This year Kiev celebrates 20 years of post-Soviet history. The country's capital is an indicator of how Ukraine, which has always been torn between East and West, has changed and is evolving.
Kiev is a city with a real drive for modernisation. Twenty years after independence it is a mixture of old and new. The imperial look of its palaces, reflecting its Soviet past, and its historical buildings coexist with modern developments, to the point where UNESCO has threatened to take the city's historic sites off the World Heritage List.

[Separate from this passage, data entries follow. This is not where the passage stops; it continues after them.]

//! Material data types shared by the loader, the store and the device side.
//!
//! A material is split in two: the [`MaterialProxy`] is the plain value block
//! the shaders index into, and the [`MaterialRef`] carries what the pipeline
//! needs to know ([`MaterialModel`] and [`MaterialState`]) plus the index of
//! its proxy.

use bytemuck::{Pod, Zeroable};

use crate::texture::DefaultTexture;

/// Alpha rendering mode.
///
/// The declaration order is the draw order: opaque first, blended last.
#[derive(Debug, Clone, Copy, PartialEq, Eq, PartialOrd, Ord, Hash, Default)]
pub enum AlphaMode {
    /// Fully opaque (alpha ignored).
    #[default]
    Opaque,
    /// Alpha masking with cutoff threshold.
    Mask,
    /// Full alpha blending.
    Blend,
}

impl AlphaMode {
    /// All modes in draw order.
    pub const ALL: [AlphaMode; 3] = [AlphaMode::Opaque, AlphaMode::Mask, AlphaMode::Blend];
}

/// Shading model a material is rendered with.
///
/// Each model maps to exactly one material effect on the device side.
#[derive(Debug, Clone, Copy, PartialEq, Eq, PartialOrd, Ord, Hash, Default)]
pub enum MaterialModel {
    /// glTF core metallic-roughness PBR.
    #[default]
    PbrMetallicRoughness,
    /// `KHR_materials_unlit`.
    Unlit,
}

impl MaterialModel {
    /// Number of models.
    pub const COUNT: usize = 2;

    /// All models.
    pub const ALL: [MaterialModel; Self::COUNT] =
        [MaterialModel::PbrMetallicRoughness, MaterialModel::Unlit];

    /// Dense index for table lookups.
    pub fn index(self) -> usize {
        self as usize
    }
}

/// Fixed-function state that selects a pipeline variant.
#[derive(Debug, Clone, Copy, PartialEq, Eq, PartialOrd, Ord, Hash, Default)]
pub struct MaterialState {
    /// Alpha rendering mode.
    pub alpha_mode: AlphaMode,
    /// Disables back-face culling.
    pub double_sided: bool,
}

impl MaterialState {
    /// Create a state.
    pub fn new(alpha_mode: AlphaMode, double_sided: bool) -> Self {
        Self {
            alpha_mode,
            double_sided,
        }
    }
}

/// Bit flags stored in [`MaterialProxy::flags`].
pub mod proxy_flags {
    /// Alpha test against `alpha_cutoff`.
    pub const ALPHA_MASK: u32 = 1 << 0;
    /// Alpha blended.
    pub const ALPHA_BLEND: u32 = 1 << 1;
    /// Back faces are shaded.
    pub const DOUBLE_SIDED: u32 = 1 << 2;
    /// Lighting is skipped.
    pub const UNLIT: u32 = 1 << 3;
}

/// GPU-visible material parameters.
///
/// Stored contiguously in one storage buffer and indexed by
/// [`MaterialRef::proxy`]. Texture fields are indices into the scene texture
/// array, which ends with the [`DefaultTexture`] block.
#[repr(C)]
#[derive(Debug, Clone, Copy, PartialEq, Pod, Zeroable)]
pub struct MaterialProxy {
    /// Base color factor (linear RGBA).
    pub base_color_factor: [f32; 4],
    /// Emissive factor (linear RGB).
    pub emissive_factor: [f32; 3],
    /// Alpha cutoff for [`AlphaMode::Mask`].
    pub alpha_cutoff: f32,
    /// Metallic factor.
    pub metallic_factor: f32,
    /// Roughness factor.
    pub roughness_factor: f32,
    /// Normal map scale.
    pub normal_scale: f32,
    /// Occlusion strength.
    pub occlusion_strength: f32,
    /// Base color texture index.
    pub base_color_texture: u32,
    /// Metallic-roughness texture index.
    pub metallic_roughness_texture: u32,
    /// Normal map texture index.
    pub normal_texture: u32,
    /// Occlusion texture index.
    pub occlusion_texture: u32,
    /// Emissive texture index.
    pub emissive_texture: u32,
    /// See [`proxy_flags`].
    pub flags: u32,
    /// Pads the block to a multiple of 16 bytes.
    pub _pad: [u32; 2],
}

impl MaterialProxy {
    /// Size of one proxy in bytes.
    pub const SIZE: u64 = std::mem::size_of::<Self>() as u64;

    /// glTF default factors with every texture slot bound to its neutral
    /// default. `first_default` is the index of [`DefaultTexture::White`] in
    /// the scene texture array.
    pub fn with_defaults(first_default: u32) -> Self {
        let slot = |t: DefaultTexture| first_default + t.offset() as u32;
        Self {
            base_color_factor: [1.0; 4],
            emissive_factor: [0.0; 3],
            alpha_cutoff: 0.5,
            metallic_factor: 1.0,
            roughness_factor: 1.0,
            normal_scale: 1.0,
            occlusion_strength: 1.0,
            base_color_texture: slot(DefaultTexture::White),
            metallic_roughness_texture: slot(DefaultTexture::White),
            normal_texture: slot(DefaultTexture::FlatNormal),
            occlusion_texture: slot(DefaultTexture::White),
            emissive_texture: slot(DefaultTexture::Black),
            flags: 0,
            _pad: [0; 2],
        }
    }

    /// Encode model and state into [`flags`](Self::flags).
    pub fn set_flags(&mut self, model: MaterialModel, state: MaterialState) {
        let mut flags = 0;
        match state.alpha_mode {
            AlphaMode::Opaque => {}
            AlphaMode::Mask => flags |= proxy_flags::ALPHA_MASK,
            AlphaMode::Blend => flags |= proxy_flags::ALPHA_BLEND,
        }
        if state.double_sided {
            flags |= proxy_flags::DOUBLE_SIDED;
        }
        if model == MaterialModel::Unlit {
            flags |= proxy_flags::UNLIT;
        }
        self.flags = flags;
    }
}

/// Index of a [`MaterialRef`] in the store.
#[derive(Debug, Clone, Copy, PartialEq, Eq, PartialOrd, Ord, Hash)]
pub struct MaterialRefId(pub u32);

impl MaterialRefId {
    /// Array index.
    pub fn index(self) -> usize {
        self.0 as usize
    }
}

/// Non-owning material reference used by submeshes.
///
/// Many submeshes may point at the same reference by id.
#[derive(Debug, Clone, PartialEq, Eq, Hash)]
pub struct MaterialRef {
    /// Material name from the source document.
    pub name: Option<String>,
    /// Shading model.
    pub model: MaterialModel,
    /// Pipeline state.
    pub state: MaterialState,
    /// Index into the store's proxy array.
    pub proxy: usize,
}

#[cfg(test)]
mod tests {
    use super::*;

    #[test]
    fn test_proxy_layout() {
        assert_eq!(MaterialProxy::SIZE, 80);
        assert_eq!(MaterialProxy::SIZE % 16, 0);
    }

    #[test]
    fn test_proxy_defaults_point_at_default_block() {
        let proxy = MaterialProxy::with_defaults(3);
        assert_eq!(proxy.base_color_texture, 3);
        assert_eq!(proxy.emissive_texture, 4);
        assert_eq!(proxy.normal_texture, 5);
        assert_eq!(proxy.alpha_cutoff, 0.5);
    }

    #[test]
    fn test_flags() {
        let mut proxy = MaterialProxy::with_defaults(0);
        proxy.set_flags(
            MaterialModel::Unlit,
            MaterialState::new(AlphaMode::Blend, true),
        );
        assert_eq!(
            proxy.flags,
            proxy_flags::ALPHA_BLEND | proxy_flags::DOUBLE_SIDED | proxy_flags::UNLIT
        );
    }

    #[test]
    fn test_alpha_mode_draw_order() {
        assert!(AlphaMode::Opaque < AlphaMode::Mask);
        assert!(AlphaMode::Mask < AlphaMode::Blend);
    }
}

The needs of the people have changed, along with what they can do: "Up until the late 1980s almost all buildings in this area were shared apartments. During Perestroika, when people got the opportunity to buy homes, the accommodation in this area changed. People started buying the flats and several of them to create new luxury homes," explained architect Georgy Duchovichny.
That is how an area in central Kiev became one of the most up-market neighbourhoods in the capital. Luxury boutiques have started to appear in the last few years as well as many international chains.
According to Igor Burakovsky, head of the Ukrainian Institute of Economic Studies and Political Consulting, Kiev encapsulates the history of Ukrainian economic development.
"The first consumer credits given by the banks originally or historically appeared in the city of Kiev, so it was relatively easy to get some money, to invest that in, for example housing, and it gave a certain boost to the development of the city as such."